In de tweede voortgangsbrief aan de Tweede Kamer over externe veiligheid [04-11-02; niet-dossierstuk 2002–2003, vrom021002, Tweede Kamer] is aangegeven dat het Rijk extra financiële middelen beschikbaar heeft voor het oplossen van knelpunten op het gebied van de externe veiligheid. Eén van de betreffende projecten behelst het verstrekken van een rijksbijdrage aan de financiering van een buisleidingennetwerk voor transport van propyleen (=propeen), met in de brief de volgende toelichting:

Propyleentransport

De behoefte van de West-Europese industrie aan propyleen groeit in de komende jaren sterk. Onder andere DSM/SABIC verwacht een verdubbeling van de behoefte aan deze grondstof. Dit leidt in Nederland tot een zeer sterke groei van het vervoer van propyleen per schip en per trein. Gevolg is een extra belasting van reeds bestaande veiligheidsknelpunten. De samenwerkende internationale industrie heeft het initiatief genomen om tot een internationaal propyleen buisleiding-netwerk te komen tussen Nederland, België en Duitsland en is bereid voor het Nederlandse deel ca. 80% van de investeringskosten te betalen. Het gaat in Nederland om een buisleiding in Rotterdam, een leiding door Limburg en de integratie van de bestaande SHELL leiding tussen Rotterdam en Antwerpen in het nieuwe propyleen buisleidingnetwerk. De kosten voor het Nederlandse deel van de leiding bedragen ca. € 23 à 26 miljoen, waarvoor een subsidie is gevraagd van € 4 miljoen. De aanleg vindt plaats tussen 2003 en 2005. In dat jaar is het hele systeem operationeel.

De initiatiefnemers willen zo snel mogelijk starten met de realisering van het project, hoewel start in 2003 (zoals in bovenstaand citaat is gesteld) niet meer mogelijk zal zijn. Inmiddels zijn de procedures (vanuit Nederland en Duitsland) om toestemming te krijgen van de Europese Commissie voor de overheidsbijdragen (de zogenaamde «notificatie») gestart. Van de zijde van de Nederlandse overheid wordt aangedrongen op spoed.

Tot slot

Dankzij de inspanningen van de Stuurgroep Emplacement Venlo en van de onderzoekers van ProRail blijkt het mogelijk om op afzienbare termijn te komen tot een «vergunbare situatie» voor het spooremplacement Venlo. Terwijl vanaf eind 2003 wordt voldaan aan de norm voor het zogenaamde «Plaatsgebonden Risico» zal daarnaast vanaf 2007 (ingebruikneming Betuweroute) de oriënterende waarde die geldt voor het zogenaamde «Groepsrisico» niet meer worden overschreden; deze ontwikkeling zal worden vastgelegd in de emplacementvergunning. Hierdoor ontstaat tevens ruimte voor verdere stedelijke ontwikkeling.

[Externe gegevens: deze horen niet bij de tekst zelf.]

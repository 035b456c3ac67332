//! Export step: run the external tool that produces the dump file.
//!
//! # Example
//!
//! ```ignore
//! use wsk_sync_core::export::MongoExport;
//! use wsk_sync_core::{DataExporter, SyncConfig};
//!
//! let config = SyncConfig::from_env()?;
//! let exporter = MongoExport::from_config(&config)?;
//! let output = exporter.export(&config.dump_path).await?;
//! ```

pub mod mongoexport;

pub use mongoexport::MongoExport;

Ik wil, mede namens de minister van VROM, de Stuurgroeppartijen en de onderzoekers (van ProRail en de Projectgroep) hierbij danken voor hun inspanningen en complimenteren voor het gezamenlijk bereikte resultaat. Zoals eerder aangegeven staat (nog) niet voor allen vast of de hier behandelde maatregelen voldoende afdwingbaar en handhaafbaar zijn. Mede om dat belangrijke aspect te bewaken heb ik de Stuurgroep gevraagd om het proces te blijven begeleiden en zonodig te sturen totdat een zodanige vergunning (inclusief een protocol over monitoring en handhaving) feitelijk is afgegeven en vigerend is geworden.

Een afschrift van deze brief stuur ik ter kennisneming, en met dank voor de goede samenwerking, aan de colleges van B&W van Venlo en GS van Limburg.

De Minister van Verkeer en Waterstaat,

K. M. H. Peijs


XNoot
1

Ter inzage gelegd bij het Centraal Informatiepunt Tweede Kamer.